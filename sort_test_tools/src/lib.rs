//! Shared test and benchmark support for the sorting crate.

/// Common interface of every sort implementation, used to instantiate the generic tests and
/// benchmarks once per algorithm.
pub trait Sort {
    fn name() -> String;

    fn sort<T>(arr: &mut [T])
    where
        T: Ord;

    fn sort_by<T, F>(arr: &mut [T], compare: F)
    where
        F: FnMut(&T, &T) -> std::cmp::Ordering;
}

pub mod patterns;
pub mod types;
-=-=-
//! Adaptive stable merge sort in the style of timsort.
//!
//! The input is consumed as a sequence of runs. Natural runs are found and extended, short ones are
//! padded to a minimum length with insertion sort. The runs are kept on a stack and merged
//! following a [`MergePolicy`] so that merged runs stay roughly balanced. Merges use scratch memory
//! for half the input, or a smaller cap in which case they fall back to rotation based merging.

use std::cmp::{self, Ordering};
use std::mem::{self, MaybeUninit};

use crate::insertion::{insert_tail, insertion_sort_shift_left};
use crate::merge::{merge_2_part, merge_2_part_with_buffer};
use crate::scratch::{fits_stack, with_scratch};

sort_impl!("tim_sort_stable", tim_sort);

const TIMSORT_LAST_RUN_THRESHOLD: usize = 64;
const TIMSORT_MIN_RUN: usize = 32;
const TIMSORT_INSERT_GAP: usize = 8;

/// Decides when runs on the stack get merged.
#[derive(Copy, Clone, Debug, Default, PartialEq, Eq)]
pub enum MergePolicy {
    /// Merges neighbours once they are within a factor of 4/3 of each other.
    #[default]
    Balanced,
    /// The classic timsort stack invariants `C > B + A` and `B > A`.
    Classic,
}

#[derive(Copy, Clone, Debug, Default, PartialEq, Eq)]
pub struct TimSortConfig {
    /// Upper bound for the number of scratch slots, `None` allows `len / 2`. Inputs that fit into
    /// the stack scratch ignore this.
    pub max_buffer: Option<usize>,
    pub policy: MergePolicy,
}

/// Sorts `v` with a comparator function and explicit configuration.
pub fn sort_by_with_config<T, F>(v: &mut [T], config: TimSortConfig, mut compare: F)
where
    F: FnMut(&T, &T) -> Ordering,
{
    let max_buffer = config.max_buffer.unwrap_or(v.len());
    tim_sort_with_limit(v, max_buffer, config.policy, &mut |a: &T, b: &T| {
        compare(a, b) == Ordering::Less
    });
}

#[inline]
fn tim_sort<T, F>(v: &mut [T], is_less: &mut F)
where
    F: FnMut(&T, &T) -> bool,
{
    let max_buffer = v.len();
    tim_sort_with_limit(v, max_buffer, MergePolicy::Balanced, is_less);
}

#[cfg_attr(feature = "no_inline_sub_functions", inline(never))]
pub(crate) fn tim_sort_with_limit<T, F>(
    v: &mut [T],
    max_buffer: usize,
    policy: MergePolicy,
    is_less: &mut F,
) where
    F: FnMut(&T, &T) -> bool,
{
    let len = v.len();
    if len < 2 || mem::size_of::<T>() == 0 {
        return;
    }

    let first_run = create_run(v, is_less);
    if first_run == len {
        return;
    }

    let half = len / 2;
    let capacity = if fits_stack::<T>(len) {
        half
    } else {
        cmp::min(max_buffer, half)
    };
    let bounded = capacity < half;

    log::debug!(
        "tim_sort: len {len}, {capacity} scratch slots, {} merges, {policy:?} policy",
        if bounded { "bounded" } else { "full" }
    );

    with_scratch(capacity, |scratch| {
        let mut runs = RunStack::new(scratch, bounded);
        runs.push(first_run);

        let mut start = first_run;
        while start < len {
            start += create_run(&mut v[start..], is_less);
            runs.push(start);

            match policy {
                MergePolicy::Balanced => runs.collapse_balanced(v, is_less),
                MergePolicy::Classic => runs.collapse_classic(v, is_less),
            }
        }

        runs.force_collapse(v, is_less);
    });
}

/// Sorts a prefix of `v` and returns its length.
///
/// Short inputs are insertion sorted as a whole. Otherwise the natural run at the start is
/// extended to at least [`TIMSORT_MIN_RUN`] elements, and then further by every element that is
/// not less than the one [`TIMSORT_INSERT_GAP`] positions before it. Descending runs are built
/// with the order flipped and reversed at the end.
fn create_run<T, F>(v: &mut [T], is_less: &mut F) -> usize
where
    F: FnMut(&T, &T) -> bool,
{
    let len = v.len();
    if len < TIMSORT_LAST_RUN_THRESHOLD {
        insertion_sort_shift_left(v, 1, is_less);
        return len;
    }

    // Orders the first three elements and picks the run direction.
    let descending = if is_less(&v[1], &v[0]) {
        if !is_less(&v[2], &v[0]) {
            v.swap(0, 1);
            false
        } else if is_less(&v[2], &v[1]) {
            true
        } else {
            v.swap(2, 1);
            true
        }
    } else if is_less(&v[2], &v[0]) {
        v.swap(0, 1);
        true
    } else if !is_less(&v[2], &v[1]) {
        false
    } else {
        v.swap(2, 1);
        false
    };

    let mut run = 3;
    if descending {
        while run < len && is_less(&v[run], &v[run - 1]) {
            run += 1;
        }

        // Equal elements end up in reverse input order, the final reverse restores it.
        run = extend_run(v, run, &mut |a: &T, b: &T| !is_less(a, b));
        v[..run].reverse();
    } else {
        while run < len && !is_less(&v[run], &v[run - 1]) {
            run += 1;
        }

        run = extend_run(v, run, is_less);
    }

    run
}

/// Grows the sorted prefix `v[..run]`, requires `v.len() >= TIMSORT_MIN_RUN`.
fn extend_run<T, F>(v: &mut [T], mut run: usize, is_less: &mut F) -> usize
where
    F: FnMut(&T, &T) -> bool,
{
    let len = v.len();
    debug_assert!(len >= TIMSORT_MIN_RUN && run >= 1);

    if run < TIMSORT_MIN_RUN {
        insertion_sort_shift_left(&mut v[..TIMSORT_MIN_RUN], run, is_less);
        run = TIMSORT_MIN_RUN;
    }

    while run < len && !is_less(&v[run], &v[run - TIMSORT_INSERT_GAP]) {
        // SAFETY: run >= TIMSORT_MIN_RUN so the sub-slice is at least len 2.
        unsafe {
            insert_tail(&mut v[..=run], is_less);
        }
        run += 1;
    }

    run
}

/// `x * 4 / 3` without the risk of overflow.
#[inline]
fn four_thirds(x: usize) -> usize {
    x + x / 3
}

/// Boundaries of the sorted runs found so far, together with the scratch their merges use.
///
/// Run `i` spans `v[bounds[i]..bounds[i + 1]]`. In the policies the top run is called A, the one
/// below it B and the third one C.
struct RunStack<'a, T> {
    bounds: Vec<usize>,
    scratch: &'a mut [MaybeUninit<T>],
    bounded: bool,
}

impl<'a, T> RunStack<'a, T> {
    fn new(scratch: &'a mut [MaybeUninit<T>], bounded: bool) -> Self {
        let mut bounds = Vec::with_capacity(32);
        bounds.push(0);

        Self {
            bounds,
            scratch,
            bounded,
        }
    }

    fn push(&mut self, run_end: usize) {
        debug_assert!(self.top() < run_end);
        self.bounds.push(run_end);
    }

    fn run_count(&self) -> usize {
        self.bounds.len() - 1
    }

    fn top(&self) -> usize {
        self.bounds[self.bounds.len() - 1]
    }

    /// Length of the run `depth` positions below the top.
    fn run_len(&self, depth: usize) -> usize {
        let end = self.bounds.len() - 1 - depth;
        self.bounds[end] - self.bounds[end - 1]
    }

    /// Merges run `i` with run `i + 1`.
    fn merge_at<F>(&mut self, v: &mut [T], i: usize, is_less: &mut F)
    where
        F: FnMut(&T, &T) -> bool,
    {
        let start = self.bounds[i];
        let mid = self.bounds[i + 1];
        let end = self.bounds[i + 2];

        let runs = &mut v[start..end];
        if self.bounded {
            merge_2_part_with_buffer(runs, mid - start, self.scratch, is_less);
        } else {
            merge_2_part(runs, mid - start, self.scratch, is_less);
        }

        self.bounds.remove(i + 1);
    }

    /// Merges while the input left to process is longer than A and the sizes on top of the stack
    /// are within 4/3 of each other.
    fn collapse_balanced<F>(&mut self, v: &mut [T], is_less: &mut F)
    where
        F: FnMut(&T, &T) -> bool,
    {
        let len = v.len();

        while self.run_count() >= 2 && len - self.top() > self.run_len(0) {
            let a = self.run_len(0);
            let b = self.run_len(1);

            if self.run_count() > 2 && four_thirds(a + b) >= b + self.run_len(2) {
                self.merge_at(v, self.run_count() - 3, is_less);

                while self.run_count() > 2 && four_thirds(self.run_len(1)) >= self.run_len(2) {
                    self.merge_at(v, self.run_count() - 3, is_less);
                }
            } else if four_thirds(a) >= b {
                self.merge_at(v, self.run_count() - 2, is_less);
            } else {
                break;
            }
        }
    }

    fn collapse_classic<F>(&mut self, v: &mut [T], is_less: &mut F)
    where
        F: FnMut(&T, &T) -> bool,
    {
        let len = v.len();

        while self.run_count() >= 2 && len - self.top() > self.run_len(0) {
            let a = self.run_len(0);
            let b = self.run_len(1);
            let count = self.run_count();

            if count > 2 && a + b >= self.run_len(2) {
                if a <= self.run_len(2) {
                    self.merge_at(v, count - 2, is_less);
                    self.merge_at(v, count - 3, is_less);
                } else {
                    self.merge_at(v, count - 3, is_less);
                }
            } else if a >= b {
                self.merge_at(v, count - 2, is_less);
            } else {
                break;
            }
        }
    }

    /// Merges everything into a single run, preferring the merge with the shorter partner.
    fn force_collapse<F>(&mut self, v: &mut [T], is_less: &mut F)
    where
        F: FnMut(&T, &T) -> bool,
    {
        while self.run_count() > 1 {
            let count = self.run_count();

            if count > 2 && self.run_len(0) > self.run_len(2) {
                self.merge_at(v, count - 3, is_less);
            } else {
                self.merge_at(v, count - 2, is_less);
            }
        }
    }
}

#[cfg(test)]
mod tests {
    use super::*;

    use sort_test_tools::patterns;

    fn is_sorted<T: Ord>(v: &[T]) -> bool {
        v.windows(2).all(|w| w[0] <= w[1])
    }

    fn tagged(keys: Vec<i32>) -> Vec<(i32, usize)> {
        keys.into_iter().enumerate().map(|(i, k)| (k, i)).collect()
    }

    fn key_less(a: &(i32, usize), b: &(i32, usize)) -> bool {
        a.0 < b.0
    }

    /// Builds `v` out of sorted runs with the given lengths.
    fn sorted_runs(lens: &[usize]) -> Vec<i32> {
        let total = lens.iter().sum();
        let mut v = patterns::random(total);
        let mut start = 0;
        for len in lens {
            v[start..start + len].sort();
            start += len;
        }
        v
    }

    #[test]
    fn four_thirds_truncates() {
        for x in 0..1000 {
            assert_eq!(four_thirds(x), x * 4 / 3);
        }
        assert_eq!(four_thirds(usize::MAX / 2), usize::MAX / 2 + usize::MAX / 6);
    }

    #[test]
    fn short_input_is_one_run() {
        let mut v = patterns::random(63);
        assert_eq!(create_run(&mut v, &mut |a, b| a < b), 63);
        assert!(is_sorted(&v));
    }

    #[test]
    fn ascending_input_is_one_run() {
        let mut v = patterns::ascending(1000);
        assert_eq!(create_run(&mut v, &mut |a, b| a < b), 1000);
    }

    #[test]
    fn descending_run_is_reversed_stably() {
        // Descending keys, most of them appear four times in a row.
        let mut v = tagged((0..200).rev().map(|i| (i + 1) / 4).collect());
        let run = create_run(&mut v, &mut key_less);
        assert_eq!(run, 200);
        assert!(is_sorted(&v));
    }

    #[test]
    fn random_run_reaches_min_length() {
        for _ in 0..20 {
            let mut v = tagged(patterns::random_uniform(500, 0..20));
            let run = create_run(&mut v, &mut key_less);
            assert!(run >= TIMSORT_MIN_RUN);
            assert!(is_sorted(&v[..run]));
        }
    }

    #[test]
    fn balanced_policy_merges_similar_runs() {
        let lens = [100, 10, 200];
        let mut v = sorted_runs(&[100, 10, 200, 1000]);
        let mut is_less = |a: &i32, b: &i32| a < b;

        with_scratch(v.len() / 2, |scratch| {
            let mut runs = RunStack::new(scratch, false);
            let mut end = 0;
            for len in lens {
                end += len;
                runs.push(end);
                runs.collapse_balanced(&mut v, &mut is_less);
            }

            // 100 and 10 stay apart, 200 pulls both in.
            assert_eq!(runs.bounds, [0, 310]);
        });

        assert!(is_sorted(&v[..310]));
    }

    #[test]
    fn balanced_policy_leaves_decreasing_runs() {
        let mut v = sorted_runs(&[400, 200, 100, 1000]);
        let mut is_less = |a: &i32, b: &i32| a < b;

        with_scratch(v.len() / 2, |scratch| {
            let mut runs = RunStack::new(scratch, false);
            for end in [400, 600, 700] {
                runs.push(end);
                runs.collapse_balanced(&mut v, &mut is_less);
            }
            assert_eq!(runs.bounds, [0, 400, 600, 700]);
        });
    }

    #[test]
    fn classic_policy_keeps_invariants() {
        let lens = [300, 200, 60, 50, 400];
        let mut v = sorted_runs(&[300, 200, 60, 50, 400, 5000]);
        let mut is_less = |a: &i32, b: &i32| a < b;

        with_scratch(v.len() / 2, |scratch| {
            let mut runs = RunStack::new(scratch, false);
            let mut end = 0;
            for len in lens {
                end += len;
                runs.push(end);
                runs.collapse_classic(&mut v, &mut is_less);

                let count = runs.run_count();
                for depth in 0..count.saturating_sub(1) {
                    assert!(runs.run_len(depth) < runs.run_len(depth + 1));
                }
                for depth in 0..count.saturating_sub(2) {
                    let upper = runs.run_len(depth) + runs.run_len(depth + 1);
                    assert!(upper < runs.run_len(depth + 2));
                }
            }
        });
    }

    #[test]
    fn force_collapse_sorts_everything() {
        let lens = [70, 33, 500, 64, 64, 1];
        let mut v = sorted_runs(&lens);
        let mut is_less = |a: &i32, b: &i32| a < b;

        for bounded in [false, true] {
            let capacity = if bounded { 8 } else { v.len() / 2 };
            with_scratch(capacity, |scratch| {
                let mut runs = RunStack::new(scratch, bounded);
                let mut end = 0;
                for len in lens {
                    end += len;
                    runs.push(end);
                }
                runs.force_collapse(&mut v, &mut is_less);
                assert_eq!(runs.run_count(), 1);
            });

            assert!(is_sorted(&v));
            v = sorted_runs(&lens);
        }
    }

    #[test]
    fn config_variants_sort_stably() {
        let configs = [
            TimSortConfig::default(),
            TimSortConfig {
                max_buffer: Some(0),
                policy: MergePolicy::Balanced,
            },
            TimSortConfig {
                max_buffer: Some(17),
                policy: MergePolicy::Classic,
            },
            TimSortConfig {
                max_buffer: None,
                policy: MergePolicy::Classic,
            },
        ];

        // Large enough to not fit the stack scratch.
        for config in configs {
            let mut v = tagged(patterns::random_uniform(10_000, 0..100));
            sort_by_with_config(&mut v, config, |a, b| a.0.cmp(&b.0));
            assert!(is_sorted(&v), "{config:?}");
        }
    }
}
-=-=-
**Assignment**
Scan the data above and report each line in which "merged" is present.

**Result**
//! padded to a minimum length with insertion sort. The runs are kept on a stack and merged
//! following a [`MergePolicy`] so that merged runs stay roughly balanced. Merges use scratch memory
/// Decides when runs on the stack get merged.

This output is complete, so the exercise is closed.